I run logrotate through cron with the script
[alex@leia ~]$ cat /etc/cron.daily/logrotate
#!/bin/sh
/usr/sbin/logrotate /etc/logrotate.conf >/dev/null
EXITVALUE=$?
if [ $EXITVALUE != 0 ]; then
/usr/bin/logger -t logrotate "ALERT exited abnormally with [$EXITVALUE]"
fi
exit 0
which, according to the syslog, should work:
Dec 14 03:21:01 leia run-parts(/etc/cron.daily)[3041]: starting logrotate
Dec 14 03:21:01 leia run-parts(/etc/cron.daily)[3063]: finished logrotate
I expect this to also run the following directive:
[alex@leia ~]$ cat /etc/logrotate.d/www-data_uwsgi_nginx
/home/www-data/*/logs/*/*log {
rotate 5
size 20M
nocompress
missingok
postrotate
touch /tmp/uwsgi-reload
[ ! -f /var/run/nginx.pid ] || kill -USR1 `cat /var/run/nginx.pid`
endscript
sharedscripts
}
But! It does not rotate the logs under /home/www-data. Other logs get rotated. If I run logrotate manually with
[alex@leia ~]$ sudo logrotate /etc/logrotate.conf
it does rotate the logs in question.
I saw the related question where the problem was with SELinux, and attempted that solution but it did not help in my case.

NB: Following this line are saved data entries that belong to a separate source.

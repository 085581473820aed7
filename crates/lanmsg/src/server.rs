//! `ChatServer` builder and accept loop.
//!
//! This is the entry point for running a lanmsg server. It ties together
//! all the layers: transport → session → room.

use std::future::Future;
use std::net::SocketAddr;

use lanmsg_room::{RelayCredit, RoomConfig, RoomError, RoomHandle, spawn_room};
use lanmsg_session::{Connection, SessionConfig};
use lanmsg_transport::{TcpConnection, TcpTransport, Transport};
use tokio::sync::mpsc;

use crate::{ClientSession, LanMsgError, ServerConfig};

/// Builder for configuring and starting a chat server.
///
/// # Example
///
/// ```rust,no_run
/// use lanmsg::prelude::*;
///
/// # async fn start() -> Result<(), LanMsgError> {
/// let server = ChatServer::builder()
///     .bind("127.0.0.1:0")
///     .session_config(SessionConfig::default().with_max_outbound_queue(16))
///     .build()
///     .await?;
/// println!("listening on {}", server.local_addr()?);
/// server.run().await
/// # }
/// ```
#[derive(Debug, Clone, Default)]
pub struct ChatServerBuilder {
    config: ServerConfig,
}

impl ChatServerBuilder {
    /// Creates a new builder with default settings.
    pub fn new() -> Self {
        Self::default()
    }

    /// Replaces every setting with `config`.
    pub fn config(mut self, config: ServerConfig) -> Self {
        self.config = config;
        self
    }

    /// Sets the address to bind the server to.
    pub fn bind(mut self, addr: &str) -> Self {
        self.config.bind_addr = addr.to_string();
        self
    }

    /// Sets the configuration applied to every client connection.
    pub fn session_config(mut self, config: SessionConfig) -> Self {
        self.config.session = config;
        self
    }

    pub fn room_config(mut self, config: RoomConfig) -> Self {
        self.config.room = config;
        self
    }

    /// Binds the listener and starts the room actor.
    pub async fn build(self) -> Result<ChatServer, LanMsgError> {
        let transport = TcpTransport::bind(&self.config.bind_addr).await?;
        let room = spawn_room(self.config.room.clone());

        Ok(ChatServer {
            transport,
            room,
            session_config: self.config.session,
            connections: 0,
        })
    }
}

/// A bound chat server.
///
/// Call [`run()`](Self::run) to start accepting connections.
pub struct ChatServer {
    transport: TcpTransport,
    room: RoomHandle,
    session_config: SessionConfig,
    /// Connections accepted so far; numbers the default nicknames.
    connections: u64,
}

impl ChatServer {
    /// Creates a new builder.
    pub fn builder() -> ChatServerBuilder {
        ChatServerBuilder::new()
    }

    /// Returns the local address the server is bound to.
    pub fn local_addr(&self) -> Result<SocketAddr, LanMsgError> {
        Ok(self.transport.local_addr()?)
    }

    /// A handle to the server's room, for inspecting or shutting it down.
    pub fn room(&self) -> RoomHandle {
        self.room.clone()
    }

    /// Runs the accept loop until the process is terminated.
    pub async fn run(self) -> Result<(), LanMsgError> {
        self.run_until(std::future::pending()).await
    }

    /// Runs the accept loop until `shutdown` completes.
    ///
    /// On shutdown the listener is closed and every connected client is
    /// sent `Bye`. Connections finish flushing on their own tasks.
    pub async fn run_until(
        mut self,
        shutdown: impl Future<Output = ()>,
    ) -> Result<(), LanMsgError> {
        tracing::info!(addr = %self.local_addr()?, "lanmsg server running");
        tokio::pin!(shutdown);

        loop {
            tokio::select! {
                accepted = self.transport.accept() => match accepted {
                    Ok(conn) => self.admit(conn).await,
                    Err(e) => tracing::error!(error = %e, "accept failed"),
                },
                () = &mut shutdown => break,
            }
        }

        tracing::info!("lanmsg server shutting down");
        match self.room.shutdown().await {
            Ok(()) | Err(RoomError::Unavailable) => Ok(()),
            Err(e) => Err(e.into()),
        }
    }

    /// Registers a new client under a default nickname and spawns its
    /// connection task.
    async fn admit(&mut self, conn: TcpConnection) {
        let peer = conn.peer_addr();
        let (id, stream) = conn.into_parts();

        self.connections += 1;
        let nickname = format!("User {}", self.connections);

        let (commands_tx, commands_rx) = mpsc::unbounded_channel();
        // Relayed chunks waiting in the mailbox are capped like the
        // outbound queue they drain into.
        let credit = RelayCredit::new(self.session_config.max_outbound_queue);
        let registered = self
            .room
            .register(id, nickname.clone(), commands_tx, credit.clone())
            .await;
        if let Err(e) = registered {
            tracing::error!(%id, %peer, error = %e, "failed to register connection");
            return;
        }
        tracing::info!(%id, %peer, %nickname, "client connected");

        let session = ClientSession::new(id, nickname, self.room.clone(), credit);
        let connection = Connection::new(
            id,
            stream,
            session,
            commands_rx,
            self.session_config.clone(),
        );
        tokio::spawn(async move {
            if let Err(e) = connection.run().await {
                tracing::debug!(%id, error = %e, "connection ended with error");
            }
        });
    }
}
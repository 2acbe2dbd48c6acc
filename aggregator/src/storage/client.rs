//! HTTP client for the table service REST surface

use std::time::Duration;

use async_trait::async_trait;
use chrono::Utc;
use logmeter_shared::utils::time::rfc1123;
use reqwest::{Method, Request};
use serde_json::json;
use tracing::debug;
use url::Url;

use super::auth::{AuthScheme, HeaderList, SharedKeySigner};
use super::batch::{check_batch_response, BatchEncoder, BatchOperation};
use super::entity::TableEntity;
use super::error::TableError;
use super::TableStore;
use crate::config::TableStoreConfig;

const ACCEPT_NO_METADATA: &str = "application/json;odata=nometadata";
const JSON_CONTENT_TYPE: &str = "application/json";

pub struct TableClient {
    http: reqwest::Client,
    signer: SharedKeySigner,
    base_url: String,
    api_version: String,
}

impl TableClient {
    pub fn new(config: &TableStoreConfig) -> Result<Self, TableError> {
        let http = reqwest::Client::builder()
            .timeout(Duration::from_secs(config.request_timeout_secs))
            .build()?;
        Self::with_client(config, http)
    }

    pub fn with_client(config: &TableStoreConfig, http: reqwest::Client) -> Result<Self, TableError> {
        let signer = SharedKeySigner::new(config.account_name.clone(), &config.account_key)?;
        let base_url = config.base_url();
        // Fail early on a malformed endpoint
        Url::parse(&base_url)?;
        Ok(Self {
            http,
            signer,
            base_url,
            api_version: config.api_version.clone(),
        })
    }

    fn url(&self, path: &str) -> Result<Url, TableError> {
        Ok(Url::parse(&format!("{}/{}", self.base_url, path))?)
    }

    fn standard_headers(&self, date: &str, content_type: &str, content_length: usize) -> HeaderList {
        vec![
            ("x-ms-version".to_string(), self.api_version.clone()),
            ("x-ms-date".to_string(), date.to_string()),
            ("Accept".to_string(), ACCEPT_NO_METADATA.to_string()),
            ("Accept-Charset".to_string(), "UTF-8".to_string()),
            ("Content-Type".to_string(), content_type.to_string()),
            ("Content-Length".to_string(), content_length.to_string()),
        ]
    }

    /// Sign and assemble a POST request. `Content-Length` is signed but left
    /// for the HTTP client to set from the body.
    fn build(
        &self,
        scheme: AuthScheme,
        url: Url,
        mut headers: HeaderList,
        body: String,
    ) -> Result<Request, TableError> {
        let authorization = self
            .signer
            .authorization(scheme, Method::POST.as_str(), &headers, &url);
        headers.push(("Authorization".to_string(), authorization));

        let mut builder = self.http.request(Method::POST, url);
        for (name, value) in headers
            .iter()
            .filter(|(name, _)| !name.eq_ignore_ascii_case("Content-Length"))
        {
            builder = builder.header(name.as_str(), value.as_str());
        }
        Ok(builder.body(body).build()?)
    }

    pub fn prepare_create_table(&self, table: &str, date: &str) -> Result<Request, TableError> {
        let body = serde_json::to_string(&json!({ "TableName": table }))?;
        let headers = self.standard_headers(date, JSON_CONTENT_TYPE, body.len());
        self.build(AuthScheme::SharedKey, self.url("Tables")?, headers, body)
    }

    pub fn prepare_insert_entity(
        &self,
        table: &str,
        entity: &TableEntity,
        date: &str,
    ) -> Result<Request, TableError> {
        let body = entity.to_json()?;
        let headers = self.standard_headers(date, JSON_CONTENT_TYPE, body.len());
        self.build(AuthScheme::SharedKeyLite, self.url(table)?, headers, body)
    }

    pub fn prepare_insert_batch(
        &self,
        table: &str,
        entities: &[TableEntity],
        encoder: &BatchEncoder,
        date: &str,
    ) -> Result<Request, TableError> {
        let partitions = entities
            .iter()
            .map(|e| e.partition_key.as_str())
            .collect::<std::collections::HashSet<_>>();
        if partitions.len() > 1 {
            return Err(TableError::InvalidBatch(format!(
                "batch spans {} partitions",
                partitions.len()
            )));
        }
        if entities.len() > crate::MAX_BATCH_ENTITIES {
            return Err(TableError::InvalidBatch(format!(
                "batch holds {} entities, limit is {}",
                entities.len(),
                crate::MAX_BATCH_ENTITIES
            )));
        }

        let table_url = self.url(table)?;
        let operations = entities
            .iter()
            .map(|e| Ok(BatchOperation::insert(table_url.as_str(), e.to_json()?)))
            .collect::<Result<Vec<_>, TableError>>()?;
        let body = encoder.encode(&operations);

        let mut headers = self.standard_headers(date, &encoder.content_type(), body.len());
        headers.push(("DataServiceVersion".to_string(), "3.0;".to_string()));
        headers.push(("MaxDataServiceVersion".to_string(), "3.0;NetFx".to_string()));
        self.build(AuthScheme::SharedKeyLite, self.url("$batch")?, headers, body)
    }

    /// Send a request; any non-2xx response becomes a `TableError::Service`.
    async fn send(&self, request: Request) -> Result<String, TableError> {
        let url = request.url().to_string();
        let response = self.http.execute(request).await?;
        let status = response.status();
        let body = response.text().await.unwrap_or_default();
        debug!(url = %url, status = %status, "Table store response");

        if status.is_success() {
            Ok(body)
        } else {
            Err(TableError::from_response(status.as_u16(), &body))
        }
    }
}

fn now() -> String {
    rfc1123(Utc::now())
}

#[async_trait]
impl TableStore for TableClient {
    async fn create_table(&self, table: &str) -> Result<(), TableError> {
        let request = self.prepare_create_table(table, &now())?;
        match self.send(request).await {
            Ok(_) => Ok(()),
            Err(e) if e.is_already_exists() => {
                debug!(table = %table, "Table already exists");
                Ok(())
            }
            Err(e) => Err(e),
        }
    }

    async fn insert_entity(&self, table: &str, entity: &TableEntity) -> Result<(), TableError> {
        let request = self.prepare_insert_entity(table, entity, &now())?;
        self.send(request).await.map(|_| ())
    }

    async fn insert_batch(&self, table: &str, entities: &[TableEntity]) -> Result<(), TableError> {
        if entities.is_empty() {
            return Ok(());
        }
        let request = self.prepare_insert_batch(table, entities, &BatchEncoder::new(), &now())?;
        let body = self.send(request).await?;
        check_batch_response(&body).map(|_| ())
    }
}

#[cfg(test)]
mod tests {
    use super::*;
    use tokio::io::{AsyncReadExt, AsyncWriteExt};
    use tokio::net::TcpListener;

    const DATE: &str = "Sun, 31 Jul 2016 19:00:00 GMT";

    fn config(endpoint: Option<String>) -> TableStoreConfig {
        TableStoreConfig {
            account_name: "acct".to_string(),
            account_key: "bG9nbWV0ZXItdGVzdC1rZXk=".to_string(),
            table_prefix: "usage".to_string(),
            endpoint,
            endpoint_suffix: crate::config::DEFAULT_ENDPOINT_SUFFIX.to_string(),
            api_version: crate::config::DEFAULT_API_VERSION.to_string(),
            request_timeout_secs: 5,
        }
    }

    fn header<'a>(request: &'a Request, name: &str) -> &'a str {
        request
            .headers()
            .get(name)
            .and_then(|v| v.to_str().ok())
            .unwrap_or("")
    }

    fn body(request: &Request) -> String {
        let bytes = request.body().and_then(|b| b.as_bytes()).unwrap_or_default();
        String::from_utf8(bytes.to_vec()).unwrap()
    }

    #[test]
    fn test_create_table_request() {
        let client = TableClient::new(&config(None)).unwrap();
        let request = client.prepare_create_table("usage201607", DATE).unwrap();

        assert_eq!(request.method(), Method::POST);
        assert_eq!(
            request.url().as_str(),
            "https://acct.table.core.windows.net/Tables"
        );
        assert_eq!(body(&request), r#"{"TableName":"usage201607"}"#);
        assert_eq!(header(&request, "x-ms-version"), "2015-02-21");
        assert_eq!(header(&request, "x-ms-date"), DATE);
        assert_eq!(header(&request, "accept"), ACCEPT_NO_METADATA);
        assert_eq!(header(&request, "accept-charset"), "UTF-8");

        let signer = SharedKeySigner::new("acct", "bG9nbWV0ZXItdGVzdC1rZXk=").unwrap();
        let expected = signer.authorization(
            AuthScheme::SharedKey,
            "POST",
            &client.standard_headers(DATE, JSON_CONTENT_TYPE, 27),
            request.url(),
        );
        assert_eq!(header(&request, "authorization"), expected);
    }

    #[test]
    fn test_batch_request() {
        let client = TableClient::new(&config(None)).unwrap();
        let entities = vec![
            TableEntity::new("7", "a").with_property("Files", 1),
            TableEntity::new("7", "b").with_property("Files", 2),
        ];
        let encoder = BatchEncoder::with_ids("b1", "c1");
        let request = client
            .prepare_insert_batch("usage201607", &entities, &encoder, DATE)
            .unwrap();

        assert_eq!(
            request.url().as_str(),
            "https://acct.table.core.windows.net/$batch"
        );
        assert_eq!(
            header(&request, "content-type"),
            "multipart/mixed; boundary=batch_b1"
        );
        assert_eq!(header(&request, "dataserviceversion"), "3.0;");
        assert_eq!(header(&request, "maxdataserviceversion"), "3.0;NetFx");
        assert!(header(&request, "authorization").starts_with("SharedKeyLite acct:"));

        let body = body(&request);
        assert_eq!(
            body.matches("POST https://acct.table.core.windows.net/usage201607 HTTP/1.1")
                .count(),
            2
        );
        assert!(body.ends_with("--batch_b1--\r\n"));
    }

    #[test]
    fn test_batch_rejects_mixed_partitions() {
        let client = TableClient::new(&config(None)).unwrap();
        let entities = vec![TableEntity::new("1", "a"), TableEntity::new("2", "b")];
        let result =
            client.prepare_insert_batch("usage201607", &entities, &BatchEncoder::new(), DATE);
        assert!(matches!(result, Err(TableError::InvalidBatch(_))));
    }

    #[test]
    fn test_emulator_endpoint_path() {
        let client = TableClient::new(&config(Some(
            "http://127.0.0.1:10002/devstoreaccount1".to_string(),
        )))
        .unwrap();
        let entity = TableEntity::new("1", "a");
        let request = client
            .prepare_insert_entity("usage201607", &entity, DATE)
            .unwrap();
        assert_eq!(
            request.url().as_str(),
            "http://127.0.0.1:10002/devstoreaccount1/usage201607"
        );
    }

    fn local_client(endpoint: String) -> TableClient {
        let http = reqwest::Client::builder().no_proxy().build().unwrap();
        TableClient::with_client(&config(Some(endpoint)), http).unwrap()
    }

    /// Serve one canned HTTP response on a local port.
    async fn serve_once(status_line: &'static str, body: &'static str) -> String {
        let listener = TcpListener::bind("127.0.0.1:0").await.unwrap();
        let addr = listener.local_addr().unwrap();
        tokio::spawn(async move {
            let (mut socket, _) = listener.accept().await.unwrap();
            let mut request = Vec::new();
            let mut buf = [0u8; 4096];
            loop {
                let n = socket.read(&mut buf).await.unwrap();
                if n == 0 {
                    break;
                }
                request.extend_from_slice(&buf[..n]);
                let text = String::from_utf8_lossy(&request);
                if let Some(end) = text.find("\r\n\r\n") {
                    let length = text[..end]
                        .lines()
                        .find_map(|l| {
                            let (name, value) = l.split_once(':')?;
                            name.eq_ignore_ascii_case("content-length")
                                .then(|| value.trim().parse::<usize>().ok())
                                .flatten()
                        })
                        .unwrap_or(0);
                    if request.len() >= end + 4 + length {
                        break;
                    }
                }
            }
            let response = format!(
                "HTTP/1.1 {}\r\nContent-Length: {}\r\nConnection: close\r\n\r\n{}",
                status_line,
                body.len(),
                body
            );
            socket.write_all(response.as_bytes()).await.unwrap();
            socket.shutdown().await.unwrap();
        });
        format!("http://{}/acct", addr)
    }

    #[tokio::test]
    async fn test_existing_table_is_success() {
        let endpoint = serve_once(
            "409 Conflict",
            r#"{"odata.error":{"code":"TableAlreadyExists","message":{"value":"The table specified already exists."}}}"#,
        )
        .await;
        let client = local_client(endpoint);
        client.create_table("usage201607").await.unwrap();
    }

    #[tokio::test]
    async fn test_service_error_is_typed() {
        let endpoint = serve_once(
            "403 Forbidden",
            r#"{"odata.error":{"code":"AuthenticationFailed","message":{"value":"Server failed to authenticate the request."}}}"#,
        )
        .await;
        let client = local_client(endpoint);
        let err = client
            .insert_entity("usage201607", &TableEntity::new("1", "a"))
            .await
            .unwrap_err();
        assert_eq!(err.status(), Some(403));
        assert_eq!(err.code(), Some("AuthenticationFailed"));
    }
}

Edit: On request, the contents of /etc/logrotate.conf:
# see "man logrotate" for details
# rotate log files weekly
weekly
# keep 4 weeks worth of backlogs
rotate 4
# create new (empty) log files after rotating old ones
create
# use date as a suffix of the rotated file
dateext
# uncomment this if you want your log files compressed
#compress
# RPM packages drop log rotation information into this directory
include /etc/logrotate.d
# no packages own wtmp and btmp -- we'll rotate them here
/var/log/wtmp {
monthly
create 0664 root utmp
minsize 1M
rotate 1
}
/var/log/btmp {
missingok
monthly
create 0600 root utmp
rotate 1
}
# system-specific logs may be also be configured here.